Quantitative Proteomics Identifies Reduced NRF2 Activity and Mitochondrial Dysfunction in Atopic Dermatitis

Atopic Dermatitis (AD) is the most common inflammatory skin disease and characterized by a deficient epidermal barrier and cutaneous inflammation. Genetic studies suggest a key role of keratinocytes in AD pathogenesis, but the alterations in the proteome that occur in the full epidermis have not been defined. Using a pressure-cycling technology and data-independent acquisition approach, we performed quantitative proteomics of epidermis from healthy volunteers and lesional and non-lesional patient skin. Results were validated by targeted proteomics using parallel reaction monitoring mass spectrometry and immunofluorescence staining.

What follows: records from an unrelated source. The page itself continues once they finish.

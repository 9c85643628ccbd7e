use super::MeshEntry;
use crate::internal::*;

/// Parse one `meshCode,name,zone` record.
///
/// Exactly three comma separated fields are expected. The mesh code must be
/// an unsigned integer, the name must be non-empty, and the zone must be one
/// of 1..=19.
pub(super) fn parse_record(line: &str) -> Result<MeshEntry, Error> {
    let fields: Vec<&str> = line.split(',').map(str::trim).collect();
    let [code, name, zone] = fields[..] else {
        return Err(Error::BadParam(
            "record".to_string(),
            format!("expected 3 fields, found {}", fields.len()),
        ));
    };

    let code = code
        .parse::<u32>()
        .map_err(|_| Error::BadParam("meshCode".to_string(), code.to_string()))?;
    if name.is_empty() {
        return Err(Error::BadParam("name".to_string(), String::new()));
    }
    let zone = zone
        .parse::<u8>()
        .ok()
        .filter(|z| (1..=19).contains(z))
        .ok_or_else(|| Error::BadParam("zone".to_string(), zone.to_string()))?;

    Ok(MeshEntry {
        code,
        name: name.to_string(),
        zone,
    })
}

/// Parse a complete parameter file. Malformed records are skipped with a
/// warning; blank lines and `#`-comments are skipped silently.
pub(super) fn parse(text: &str) -> BTreeMap<u32, MeshEntry> {
    let mut entries = BTreeMap::new();
    for (index, line) in text.lines().enumerate() {
        let trimmed = line.trim();
        if trimmed.is_empty() || trimmed.starts_with('#') {
            continue;
        }
        match parse_record(trimmed) {
            Ok(entry) => {
                if let Some(previous) = entries.insert(entry.code, entry) {
                    warn!(
                        "Mesh parameters, line {}: duplicate mesh code {} replaces '{}'",
                        index + 1,
                        previous.code,
                        previous.name
                    );
                }
            }
            Err(e) => warn!("Mesh parameters, line {}: skipping '{line}': {e}", index + 1),
        }
    }
    entries
}

// ----- Tests ---------------------------------------------------------------------

#[cfg(test)]
mod tests {
    use super::*;

    #[test]
    fn record() -> Result<(), Error> {
        let entry = parse_record("12345,TestMesh,9")?;
        assert_eq!(entry.code, 12345);
        assert_eq!(entry.name, "TestMesh");
        assert_eq!(entry.zone, 9);

        // Whitespace around the fields is tolerated
        let entry = parse_record(" 5339 , 東京 , 9 ")?;
        assert_eq!((entry.code, entry.name.as_str(), entry.zone), (5339, "東京", 9));
        Ok(())
    }

    #[test]
    fn malformed_records() {
        for line in [
            ",,",
            "12345,TestMesh",
            "12345,TestMesh,9,extra",
            "abc,TestMesh,9",
            "-5,TestMesh,9",
            "12345,,9",
            "12345,TestMesh,0",
            "12345,TestMesh,20",
            "12345,TestMesh,nine",
        ] {
            assert!(
                matches!(parse_record(line), Err(Error::BadParam(_, _))),
                "accepted '{line}'"
            );
        }
    }

    #[test]
    fn file() {
        let entries = parse("12345,TestMesh,9\n,,\n");
        assert_eq!(entries.len(), 1);
        assert_eq!(
            entries.get(&12345),
            Some(&MeshEntry {
                code: 12345,
                name: "TestMesh".to_string(),
                zone: 9
            })
        );

        let text = "# code,name,zone\r\n\r\n3036,Kagoshima,1\r\n3639,Hachijo,9\r\nbad line\r\n3639,Aogashima,9\r\n";
        let entries = parse(text);
        assert_eq!(entries.len(), 2);
        assert_eq!(entries[&3036].zone, 1);
        // The last of the duplicates wins
        assert_eq!(entries[&3639].name, "Aogashima");
    }
}
//! The 19 zones of the plane rectangular coordinate system,
//! [Gsi02](crate::Bibliography::Gsi02).
use crate::internal::*;

/// The scale factor on the central meridian, common to all zones
pub const SCALE_FACTOR: f64 = 0.9999;

/// Number of zones in the system
pub const ZONE_COUNT: usize = 19;

/// Zone origins as (latitude, longitude), both in the packed DDDMMSS format.
#[rustfmt::skip]
const ORIGINS: [(f64, f64); ZONE_COUNT] = [
    (330000., 1293000.), //  I    Nagasaki, western Kagoshima
    (330000., 1310000.), //  II   Fukuoka, Saga, Kumamoto, Oita, Miyazaki, Kagoshima
    (360000., 1321000.), //  III  Yamaguchi, Shimane, Hiroshima
    (330000., 1333000.), //  IV   Kagawa, Ehime, Tokushima, Kochi
    (360000., 1342000.), //  V    Hyogo, Tottori, Okayama
    (360000., 1360000.), //  VI   Kyoto, Osaka, Fukui, Shiga, Mie, Nara, Wakayama
    (360000., 1371000.), //  VII  Ishikawa, Toyama, Gifu, Aichi
    (360000., 1383000.), //  VIII Niigata, Nagano, Yamanashi, Shizuoka
    (360000., 1395000.), //  IX   Tokyo, Fukushima, Tochigi, Ibaraki, Saitama, Chiba, Gunma, Kanagawa
    (400000., 1405000.), //  X    Aomori, Akita, Yamagata, Iwate, Miyagi
    (440000., 1401500.), //  XI   Western Hokkaido
    (440000., 1421500.), //  XII  Central Hokkaido
    (440000., 1441500.), //  XIII Eastern Hokkaido
    (260000., 1420000.), //  XIV  Ogasawara, east of 140°30'
    (260000., 1273000.), //  XV   Okinawa main islands
    (260000., 1240000.), //  XVI  Sakishima islands
    (260000., 1310000.), //  XVII Daito islands
    (200000., 1360000.), //  XVIII Okinotorishima
    (260000., 1540000.), //  XIX  Minamitorishima
];

/// The origin of one zone. Immutable once built.
#[derive(Clone, Copy, Debug, PartialEq)]
pub struct ZoneDefinition {
    id: u8,
    lat_0: f64,
    lon_0: f64,
}

impl ZoneDefinition {
    /// Zone number, 1..=19
    #[must_use]
    pub fn id(&self) -> u8 {
        self.id
    }

    /// Origin latitude in the packed DDDMMSS format
    #[must_use]
    pub fn origin_latitude_packed(&self) -> f64 {
        self.lat_0
    }

    /// Origin longitude in the packed DDDMMSS format
    #[must_use]
    pub fn origin_longitude_packed(&self) -> f64 {
        self.lon_0
    }

    /// Origin latitude in degrees
    #[must_use]
    pub fn origin_latitude(&self) -> f64 {
        angular::packed_dms_to_dd(self.lat_0)
    }

    /// Origin longitude in degrees
    #[must_use]
    pub fn origin_longitude(&self) -> f64 {
        angular::packed_dms_to_dd(self.lon_0)
    }

    #[must_use]
    pub fn origin_latitude_radians(&self) -> f64 {
        angular::packed_dms_to_radians(self.lat_0)
    }

    #[must_use]
    pub fn origin_longitude_radians(&self) -> f64 {
        angular::packed_dms_to_radians(self.lon_0)
    }
}

/// All zone definitions, indexed by zone number.
///
/// Built explicitly and handed to whoever needs it: there is no global instance,
/// and any number of independent tables may coexist.
#[derive(Clone, Debug, PartialEq)]
pub struct ZoneTable {
    zones: [ZoneDefinition; ZONE_COUNT],
}

impl Default for ZoneTable {
    fn default() -> ZoneTable {
        ZoneTable::new()
    }
}

impl ZoneTable {
    #[must_use]
    pub fn new() -> ZoneTable {
        let mut zones = [ZoneDefinition {
            id: 0,
            lat_0: 0.,
            lon_0: 0.,
        }; ZONE_COUNT];
        for (i, (lat_0, lon_0)) in ORIGINS.iter().enumerate() {
            zones[i] = ZoneDefinition {
                id: i as u8 + 1,
                lat_0: *lat_0,
                lon_0: *lon_0,
            };
        }
        ZoneTable { zones }
    }

    /// The definition of zone `id`. Zone numbers outside 1..=19 are an error,
    /// rather than silently yielding an origin at (0, 0).
    pub fn get(&self, id: u8) -> Result<&ZoneDefinition, Error> {
        if !(1..=ZONE_COUNT as u8).contains(&id) {
            error!("Zone {id}. Must be an integer in the interval 1..=19");
            return Err(Error::UnknownZone(id));
        }
        Ok(&self.zones[id as usize - 1])
    }

    pub fn iter(&self) -> impl Iterator<Item = &ZoneDefinition> {
        self.zones.iter()
    }

    #[must_use]
    pub fn len(&self) -> usize {
        self.zones.len()
    }

    #[must_use]
    pub fn is_empty(&self) -> bool {
        self.zones.is_empty()
    }
}

// ----- Tests ---------------------------------------------------------------------
use crate::internal::*;
use crate::projection::ProjectionParams;

/// The scale factor tolerance band of the plane rectangular system,
/// `0.9999 ≤ m < 1.0001`
pub const TOLERANCE: std::ops::Range<f64> = 0.9999..1.0001;

/// The point scale factor, *m*, i.e. the ratio of a distance on the
/// projection plane to the corresponding distance on the ellipsoid.
#[derive(Clone, Copy, Debug, PartialEq, PartialOrd)]
pub struct ScaleFactor(pub f64);

impl ScaleFactor {
    /// The scale factor at the point described by `params`, with easting `y` (meters)
    #[must_use]
    pub fn at(params: &ProjectionParams, y: f64) -> ScaleFactor {
        let LocalGeometry { m, n, .. } = params.local;
        let m0 = SCALE_FACTOR;
        let y2 = y * y;
        let mn = m * n * m0 * m0;
        ScaleFactor(m0 * (1. + y2 / (2. * mn) + y2 * y2 / (24. * mn * mn)))
    }

    #[must_use]
    pub fn value(&self) -> f64 {
        self.0
    }

    /// Within the tolerance band? Points outside are still valid, they are
    /// just likely to belong to a neighbouring zone.
    #[must_use]
    pub fn is_acceptable(&self) -> bool {
        TOLERANCE.contains(&self.0)
    }
}

// ----- Tests ---------------------------------------------------------------------

#[cfg(test)]
mod tests {
    use super::*;
    use float_eq::assert_float_eq;

    #[test]
    fn central_meridian() -> Result<(), Error> {
        let ellps = Ellipsoid::bessel();
        let zones = ZoneTable::new();
        for zone in zones.iter() {
            let lat = zone.origin_latitude();
            let params = ProjectionParams::new(&ellps, lat, zone.origin_longitude(), zone);
            let m = ScaleFactor::at(&params, 0.);
            assert_eq!(m.value(), SCALE_FACTOR);
            assert!(m.is_acceptable());
        }
        Ok(())
    }

    #[test]
    fn tolerance_band() -> Result<(), Error> {
        let ellps = Ellipsoid::bessel();
        let zones = ZoneTable::new();
        let zone = zones.get(9)?;
        let params = ProjectionParams::new(&ellps, 36., 140.8, zone);

        let m = ScaleFactor::at(&params, 90_000.);
        assert_float_eq!(m.value(), 0.999_999_798_011_146_9, abs <= 1e-12);
        assert!(m.is_acceptable());

        // Some 130 km off the central meridian, the scale is too large
        let m = ScaleFactor::at(&params, 130_000.);
        assert_float_eq!(m.value(), 1.000_108_224_304_659_5, abs <= 1e-12);
        assert!(!m.is_acceptable());

        // Symmetric wrt. the central meridian
        assert_eq!(ScaleFactor::at(&params, -130_000.), m);

        // The band is half open
        assert!(ScaleFactor(0.9999).is_acceptable());
        assert!(!ScaleFactor(1.0001).is_acceptable());
        assert!(!ScaleFactor(0.99989).is_acceptable());
        Ok(())
    }
}
use std::time::{Duration, Instant};

use log::{debug, o};
use warp::{
    http::StatusCode,
    reject,
    reply::{json, with_header, with_status, Reply},
};

use crate::environment::Environment;
use crate::errors::BackendError;
use crate::routes::{
    query::SongsQuery,
    rejection::{Context, Rejection},
};
use crate::sync;

const SERVER_TIMING_HEADER: &str = "server-timing";
type RouteResult = Result<Box<dyn Reply>, reject::Rejection>;

macro_rules! timed {
    ($($expression:stmt);+) => {
        let start = Instant::now();

        let result = { $($expression)+ };

        Ok(Box::new(with_header(
            result,
            SERVER_TIMING_HEADER,
            format_server_timing(start.elapsed()),
        )) as Box<dyn Reply>)
    };
}

pub async fn songs(environment: Environment, query: SongsQuery) -> RouteResult {
    timed! {
        let limit = query.limit.unwrap_or(environment.config.default_limit);

        let response = sync::get_songs(&environment, limit).await;

        json(&response)
    }
}

pub async fn current_song(environment: Environment) -> RouteResult {
    timed! {
        let response = sync::get_songs(&environment, 1).await;
        let current = response.songs.into_iter().next();

        let status = if current.is_some() {
            StatusCode::OK
        } else {
            StatusCode::NOT_FOUND
        };

        with_status(json(&current), status)
    }
}

pub async fn sync_songs(environment: Environment) -> RouteResult {
    timed! {
        let kind = environment.store.as_ref().map(|store| store.kind());
        let logger = environment.logger.new(o!("trigger" => "http"));

        debug!(logger, "Running sync cycle...");
        let report = sync::sync_now(&environment)
            .await
            .map_err(|e: BackendError| Rejection::new(Context::sync(kind), e))?;

        json(&report)
    }
}

fn format_server_timing(elapsed: Duration) -> String {
    format!("handler;dur={}", elapsed.as_secs_f64() * 1000.0)
}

Proteins that were differentially abundant in the epidermis of AD vs. control patients reflect the strong inflammation in lesional skin and the defect in keratinocyte differentiation and epidermal stratification that already characterizes non-lesional skin. Most importantly, they reveal impaired activation of the NRF2-antioxidant pathway and reduced abundance of mitochondrial proteins involved in key metabolic pathways in the affected epidermis. Analysis of primary human keratinocytes with siRNA-mediated NRF2 knock-down revealed that the impaired NRF2 activation and mitochondrial abnormalities are partially interlinked. These results provide insight into the molecular alterations in the epidermis of AD patients and identify potential targets for pharmaceutical intervention.